# planting for bees and wildlife in oklahoma



## archa haymaker (Nov 18, 2012)

This has been posted for other areas but I'm looking for help in N.W.Oklahoma. We are just getting started in beekeeping. We have turned our 80 acres into a wildlife habitat. All the crop land has been converted to native grasses. In the process of building a 12 acre pond. Plan on planting milo and jap millet around the pond for ducks and upland birds. We have 3 one acre each deer food plots with a mixture of clover and legumes. We have a few fruit trees and alot of native locust and mulberry trees some native sunflowers silverleaf niteshade and a little of native wildflowers like blackeyed susan. I would be gratefull for any help . Thanks Archie


----------



## djdup (Jul 5, 2012)

Sounds like you pretty much have it covered. What you describe paints a very nice picture in my head. I'm sure a few bee hives will do well there like it is.


----------



## Rader Sidetrack (Nov 30, 2011)

I'm working on planting bee friendly trees/bushes that flower at times _other _than spring. Here's a page that offers seeds and information on some of those.

http://www.seedman.com/bee.htm

I prefer bushes and trees because I don't want to replant, and it seems that low growing plants will get overrun with non-productive competitors.

I have Buddleja saligna, Evodia danielli, Vitex negundo either in the ground or going in in the spring.
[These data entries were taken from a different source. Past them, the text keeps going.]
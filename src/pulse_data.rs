//! # Backend Payload Module
//!
//! Data contracts carried by the sensor backend's endpoints. Parsing lives
//! here so the transport only moves bytes and the dashboard only sees typed
//! values.
//!
//! ## Endpoints
//! - `GET /data`: `{"data": [[ts, value], ...], "peaks": [[ts, magnitude], ...]}`
//! - `GET /energy`: plain-text number, stamped with receipt time
//! - `peak` event on `/events`: `{"timestamp": ms, "ipi": ms}`

use crate::error::{FetchError, StreamError};
use crate::timeseries::{Peak, Sample};
use serde::Deserialize;

pub const DATA_PATH: &str = "/data";
pub const ENERGY_PATH: &str = "/energy";
pub const EVENTS_PATH: &str = "/events";

/// One poll response: the latest raw samples and the peaks detected in them
#[derive(Debug, Clone, PartialEq, Deserialize)]
pub struct PollBatch {
    pub data: Vec<Sample>,
    pub peaks: Vec<Peak>,
}

impl PollBatch {
    pub fn parse(body: &str, url: &str) -> Result<Self, FetchError> {
        serde_json::from_str(body).map_err(|e| FetchError::Malformed {
            url: url.to_string(),
            reason: e.to_string(),
        })
    }
}

/// Payload of a pushed `peak` event
#[derive(Debug, Clone, Copy, PartialEq, Deserialize)]
pub struct PeakEvent {
    pub timestamp: i64,
    /// Interval to the previous peak as computed by the backend, in ms.
    /// When absent the interval is taken from the last peak we saw.
    #[serde(default)]
    pub ipi: Option<f64>,
}

impl PeakEvent {
    pub fn parse(data: &str) -> Result<Self, StreamError> {
        serde_json::from_str(data)
            .map_err(|e| StreamError::MalformedPeak(format!("{} in {:?}", e, data)))
    }

    /// Interval rounded to whole milliseconds. A positive interval stays
    /// positive, at least 1 ms.
    pub fn ipi_ms(&self) -> Option<i64> {
        self.ipi.map(|ipi| {
            let ms = ipi.round() as i64;
            if ipi > 0.0 {
                ms.max(1)
            } else {
                ms
            }
        })
    }
}

/// Parse the legacy `/energy` body into a reading taken at `received_at`.
pub fn parse_energy(body: &str, received_at: i64, url: &str) -> Result<Sample, FetchError> {
    let value: f64 = body.trim().parse().map_err(|e: std::num::ParseFloatError| {
        FetchError::Malformed {
            url: url.to_string(),
            reason: format!("{} in {:?}", e, body.trim()),
        }
    })?;

    if !value.is_finite() {
        return Err(FetchError::Malformed {
            url: url.to_string(),
            reason: format!("non-finite energy value {}", value),
        });
    }

    Ok(Sample {
        timestamp: received_at,
        value,
    })
}
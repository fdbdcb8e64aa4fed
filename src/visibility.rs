//! Visibility state machine.
//!
//! While the dashboard is hidden the raw chart goes stale. Becoming visible
//! again is the only transition with an effect: the dashboard clears the raw
//! and peak series and re-seeds from a fresh fetch. Hiding tears nothing down.

use std::fmt;
use std::str::FromStr;

#[derive(Debug, Clone, Copy, PartialEq, Eq)]
pub enum Visibility {
    Hidden,
    Visible,
}

impl FromStr for Visibility {
    type Err = String;

    fn from_str(s: &str) -> Result<Self, Self::Err> {
        match s.trim().to_ascii_lowercase().as_str() {
            "hidden" | "hide" => Ok(Visibility::Hidden),
            "visible" | "show" => Ok(Visibility::Visible),
            other => Err(format!("unknown visibility state {:?}", other)),
        }
    }
}

impl fmt::Display for Visibility {
    fn fmt(&self, f: &mut fmt::Formatter<'_>) -> fmt::Result {
        match self {
            Visibility::Hidden => write!(f, "hidden"),
            Visibility::Visible => write!(f, "visible"),
        }
    }
}

#[derive(Debug, Clone)]
pub struct VisibilityController {
    state: Visibility,
}

impl VisibilityController {
    pub fn new(initial: Visibility) -> Self {
        Self { state: initial }
    }

    pub fn state(&self) -> Visibility {
        self.state
    }

    /// Record what the host reports. Returns `true` on a hidden → visible transition.
    pub fn observe(&mut self, next: Visibility) -> bool {
        let regained = self.state == Visibility::Hidden && next == Visibility::Visible;
        self.state = next;
        regained
    }
}
//! Interval to power conversion.
//!
//! Calibration: the meter LED flashes once per watt-hour, so one detected
//! peak is 1 Wh and the power over an interval of `t` ms is `3_600_000 / t` W.

/// Milliseconds in one hour, i.e. watts for a 1 Wh peak spread over 1 ms
pub const MS_PER_WATT_HOUR: f64 = 3_600_000.0;

/// Instantaneous power in watts for an inter-peak interval in milliseconds.
///
/// Caller must pass a finite, strictly positive interval.
pub fn to_power(interval_ms: f64) -> f64 {
    debug_assert!(interval_ms.is_finite() && interval_ms > 0.0);
    MS_PER_WATT_HOUR / interval_ms
}

/// Power for an integer interval, or `None` when the interval carries no information.
pub fn checked_power(interval_ms: i64) -> Option<f64> {
    if interval_ms > 0 {
        Some(to_power(interval_ms as f64))
    } else {
        None
    }
}
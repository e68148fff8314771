// ABOUTME: Sandbox provider abstraction and pooled lifecycle management
// ABOUTME: Owns the project-to-sandbox mapping with single-flight creation and LRU eviction

pub mod pool;
pub mod provider;

pub use pool::{PoolError, SandboxInfo, SandboxLease, SandboxPool, SandboxState};
pub use provider::{ExecResult, ProviderError, SandboxHandle, SandboxProvider};
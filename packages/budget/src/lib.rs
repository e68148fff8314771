// ABOUTME: Per-project budget tracking and admission control
// ABOUTME: Gates metered calls against recorded spend with merge-on-conflict usage records

pub mod guard;
pub mod storage;
pub mod types;

pub use guard::BudgetGuard;
pub use storage::UsageStorage;
pub use types::{current_period, BudgetDecision, BudgetLedger, UsageRecord};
I also am going to plant some Caryopteris incana, but it is a perennial so we'll see how well it competes. Hopefully it will reseed itself and thrive, but I won't be replanting it.


----------



## robo mantis (Aug 8, 2011)

Anise hyssop is covered in bees. Monarda (bee balm), Culvers root, Black cohosh, American Burnett, asters, goldenrod and wild senna. Those are all great bee plants. The wild senna makes seeds for wild birds such as turkeys and pheasants. Senna is a all around great plant, most pollinated by bumble bees though. Oh, and pussywillows salix sp.


----------